Noise Reduction Mechanisms of Brush-Like Trailing-Edge Extensions on a Stalled Airfoil: Velocity-Dependent Effects

Aerodynamic noise from separated flows is a major concern for aviation and wind energy. This experimental study examines brush-like trailing-edge extensions as a passive treatment for a NACA0012 airfoil at α=20∘ (deep stall). Far-field sound spectra and directivity were measured for U∞=10–70 m/s, while surface-pressure and PIV diagnostics were acquired at U∞=10 m/s to elucidate mechanisms. The treatment exhibits a non-monotonic response: substantial noise reduction at 10–20 m/s and 40–70 m/s, but moderate amplification at 30 m/s. At 10 m/s, brushes reduce suction-side pressure fluctuations (with only minor increases on the pressure side), implying a net decrease in unsteady lift and weaker dipole radiation.

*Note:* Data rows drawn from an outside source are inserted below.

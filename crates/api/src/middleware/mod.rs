//! HTTP middleware and request extractors.
//!
//! # Layer Order (outermost first)
//!
//! 1. Sentry hub and HTTP context
//! 2. Panic catcher (500 envelope)
//! 3. `TraceLayer` (request span with status and latency)
//! 4. CORS

pub mod auth;

pub use auth::{OptionalAuth, RequireAuth};
//! Newsdesk CLI - Database migrations and account bootstrap.
//!
//! # Usage
//!
//! ```bash
//! # Apply database migrations
//! newsdesk migrate
//!
//! # Create a persisted account (prompts for the password)
//! newsdesk account create -e editor@example.com -n "Desk Editor" -r staff
//! ```
//!
//! # Commands
//!
//! - `migrate` - Run database migrations
//! - `account create` - Create accounts

#![cfg_attr(not(test), forbid(unsafe_code))]

use clap::{Parser, Subcommand};

mod commands;

#[derive(Parser)]
#[command(name = "newsdesk")]
#[command(author, version, about = "Newsdesk CLI tools")]
struct Cli {
    #[command(subcommand)]
    command: Commands,
}

#[derive(Subcommand)]
enum Commands {
    /// Run database migrations
    Migrate,
    /// Manage persisted accounts
    Account {
        #[command(subcommand)]
        action: AccountAction,
    },
}

#[derive(Subcommand)]
enum AccountAction {
    /// Create a new account
    Create {
        /// Account email address
        #[arg(short, long)]
        email: String,

        /// Account display name
        #[arg(short, long)]
        name: String,

        /// Role name or code (`viewer`/0, `staff`/1, `lecturer`/2, `admin`/3)
        #[arg(short, long, default_value = "staff")]
        role: String,

        /// Password; read from stdin when omitted
        #[arg(short, long)]
        password: Option<String>,
    },
}

#[tokio::main]
async fn main() {
    tracing_subscriber::fmt::init();

    let cli = Cli::parse();

    if let Err(e) = run(cli).await {
        tracing::error!("Command failed: {e}");
        std::process::exit(1);
    }
}

async fn run(cli: Cli) -> Result<(), commands::CommandError> {
    match cli.command {
        Commands::Migrate => commands::migrate::run().await?,
        Commands::Account { action } => match action {
            AccountAction::Create {
                email,
                name,
                role,
                password,
            } => {
                commands::account::create(&email, &name, &role, password).await?;
            }
        },
    }
    Ok(())
}
//! Article lifecycle: tag reconciliation, authorship and the public feed.

#![allow(clippy::unwrap_used)]

use axum::http::StatusCode;
use serde_json::json;

use newsdesk_integration_tests::{TestApp, tag_ids};

#[tokio::test]
async fn test_tag_set_is_replaced_on_update() {
    let app = TestApp::new().await;
    let admin = app.admin_token().await;
    let t1 = app.create_tag(&admin, "elections").await;
    let t2 = app.create_tag(&admin, "budget").await;
    let t3 = app.create_tag(&admin, "housing").await;

    // Duplicates collapse and unknown IDs are dropped
    let article = app
        .create_article(
            &admin,
            json!({
                "newsTitle": "Budget vote",
                "headline": "Council splits",
                "tagIds": [t1, t2, t2, 9999],
            }),
        )
        .await;
    assert_eq!(tag_ids(&article), vec![t1, t2]);

    let id = article["newsArticleId"].as_i64().unwrap();
    let (status, body) = app
        .put(
            &format!("/odata/newsarticles/{id}"),
            Some(&admin),
            json!({"newsTitle": "Budget vote", "headline": "Council splits", "tagIds": [t2, t3]}),
        )
        .await;
    assert_eq!(status, StatusCode::OK, "{body}");
    assert_eq!(body["message"], "News article updated successfully");
    assert_eq!(tag_ids(&body["data"]), vec![t2, t3]);

    // Omitting tagIds clears the set
    let (status, body) = app
        .put(
            &format!("/odata/newsarticles/{id}"),
            Some(&admin),
            json!({"newsTitle": "Budget vote", "headline": "Council splits"}),
        )
        .await;
    assert_eq!(status, StatusCode::OK);
    assert_eq!(tag_ids(&body["data"]), Vec::<i64>::new());
}

#[tokio::test]
async fn test_author_is_kept_and_modifier_recorded() {
    let app = TestApp::new().await;
    let admin = app.admin_token().await;
    let (author, first) = app.staff(&admin, "first@newsdesk.org").await;
    let (editor, second) = app.staff(&admin, "second@newsdesk.org").await;

    let article = app
        .create_article(
            &first,
            json!({"newsTitle": "Storm warning", "headline": "Coast braces", "newsStatus": true}),
        )
        .await;
    assert_eq!(article["createdById"], author);
    assert_eq!(article["authorName"], "Desk Editor");
    assert_eq!(article["updatedById"], author);

    let id = article["newsArticleId"].as_i64().unwrap();
    let (status, body) = app
        .put(
            &format!("/odata/newsarticles/{id}"),
            Some(&second),
            json!({"newsTitle": "Storm update", "headline": "Coast braces"}),
        )
        .await;
    assert_eq!(status, StatusCode::OK);
    assert_eq!(body["data"]["createdById"], author);
    assert_eq!(body["data"]["updatedById"], editor);
    assert_eq!(body["data"]["newsTitle"], "Storm update");
}

#[tokio::test]
async fn test_configured_admin_articles_have_no_author() {
    let app = TestApp::new().await;
    let admin = app.admin_token().await;

    let article = app
        .create_article(
            &admin,
            json!({"newsTitle": "Notice", "headline": "Office closed"}),
        )
        .await;

    assert!(article["createdById"].is_null());
    assert!(article["updatedById"].is_null());
    assert_eq!(article["newsStatus"], true);

    let (status, body) = app.get("/odata/newsarticles/mine", Some(&admin)).await;
    assert_eq!(status, StatusCode::OK);
    assert_eq!(body["data"]["value"], json!([]));
}

#[tokio::test]
async fn test_mine_lists_only_own_articles() {
    let app = TestApp::new().await;
    let admin = app.admin_token().await;
    let (_, first) = app.staff(&admin, "first@newsdesk.org").await;
    let (_, second) = app.staff(&admin, "second@newsdesk.org").await;
    app.create_article(&first, json!({"newsTitle": "Mine", "headline": "One"}))
        .await;
    app.create_article(&second, json!({"newsTitle": "Theirs", "headline": "Two"}))
        .await;

    let (status, body) = app.get("/odata/newsarticles/mine", Some(&first)).await;

    assert_eq!(status, StatusCode::OK);
    let titles: Vec<&str> = body["data"]["value"]
        .as_array()
        .unwrap()
        .iter()
        .map(|a| a["newsTitle"].as_str().unwrap())
        .collect();
    assert_eq!(titles, vec!["Mine"]);
}

#[tokio::test]
async fn test_article_validation() {
    let app = TestApp::new().await;
    let admin = app.admin_token().await;

    let (status, body) = app
        .post(
            "/odata/newsarticles",
            Some(&admin),
            json!({"newsTitle": "No headline"}),
        )
        .await;
    assert_eq!(status, StatusCode::BAD_REQUEST);
    assert!(body["message"].as_str().unwrap().contains("headline is required"));

    let (status, body) = app
        .post(
            "/odata/newsarticles",
            Some(&admin),
            json!({"newsTitle": "Lost", "headline": "Nowhere", "categoryId": 404}),
        )
        .await;
    assert_eq!(status, StatusCode::BAD_REQUEST);
    assert_eq!(body["message"], "Category not found");

    let (status, body) = app
        .put(
            "/odata/newsarticles/404",
            Some(&admin),
            json!({"newsTitle": "Ghost", "headline": "Gone"}),
        )
        .await;
    assert_eq!(status, StatusCode::NOT_FOUND);
    assert_eq!(body["message"], "News article not found");
}

#[tokio::test]
async fn test_public_feed_shows_published_only() {
    let app = TestApp::new().await;
    let admin = app.admin_token().await;
    let published = app
        .create_article(
            &admin,
            json!({"newsTitle": "Out now", "headline": "Live"}),
        )
        .await;
    let draft = app
        .create_article(
            &admin,
            json!({"newsTitle": "Draft", "headline": "Hidden", "newsStatus": false}),
        )
        .await;

    let (status, body) = app.get("/odata/publicnewsarticles", None).await;
    assert_eq!(status, StatusCode::OK);
    let value = body["data"]["value"].as_array().unwrap();
    assert_eq!(value.len(), 1);
    assert_eq!(value[0]["newsTitle"], "Out now");
    assert!(value[0].get("newsStatus").is_none());
    assert!(value[0].get("updatedById").is_none());

    let id = published["newsArticleId"].as_i64().unwrap();
    let (status, _) = app.get(&format!("/odata/publicnewsarticles/{id}"), None).await;
    assert_eq!(status, StatusCode::OK);

    let id = draft["newsArticleId"].as_i64().unwrap();
    let (status, body) = app.get(&format!("/odata/publicnewsarticles/{id}"), None).await;
    assert_eq!(status, StatusCode::NOT_FOUND);
    assert_eq!(body["message"], "News article not found");

    // The editorial list still has both
    let (_, body) = app.get("/odata/newsarticles", Some(&admin)).await;
    assert_eq!(body["data"]["value"].as_array().unwrap().len(), 2);
}

#[tokio::test]
async fn test_delete_article_releases_tags() {
    let app = TestApp::new().await;
    let admin = app.admin_token().await;
    let tag = app.create_tag(&admin, "weather").await;
    let article = app
        .create_article(
            &admin,
            json!({"newsTitle": "Rain", "headline": "Again", "tagIds": [tag]}),
        )
        .await;
    let id = article["newsArticleId"].as_i64().unwrap();

    let (status, body) = app
        .delete(&format!("/odata/newsarticles/{id}"), Some(&admin))
        .await;
    assert_eq!(status, StatusCode::OK);
    assert_eq!(body["message"], "News article deleted successfully");

    let (status, _) = app.get(&format!("/odata/newsarticles/{id}"), Some(&admin)).await;
    assert_eq!(status, StatusCode::NOT_FOUND);

    let (status, _) = app.delete(&format!("/odata/tags/{tag}"), Some(&admin)).await;
    assert_eq!(status, StatusCode::OK);
}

PIV shows attenuation of near-wake velocity fluctuations, Reynolds shear stress and turbulent kinetic energy, accompanied by a weaker, less coherent distribution of a velocity-gradient-based acoustic-source estimator. A Mode-Decomposing Autoencoder applied to the source field indicates selective suppression of the dominant shedding-related mode and a collapse of the latent-space trajectory onto a lower-dimensional manifold, consistent with reduced coherent shedding and acoustic radiation. Flow diagnostics were not conducted at 15–70 m/s; therefore, mechanisms for the intermediate-speed amplification and high-speed reductions remain to be verified. Overall, compliant/permeable trailing-edge brushes can modulate separated-flow instabilities, but their performance must be assessed across operating conditions.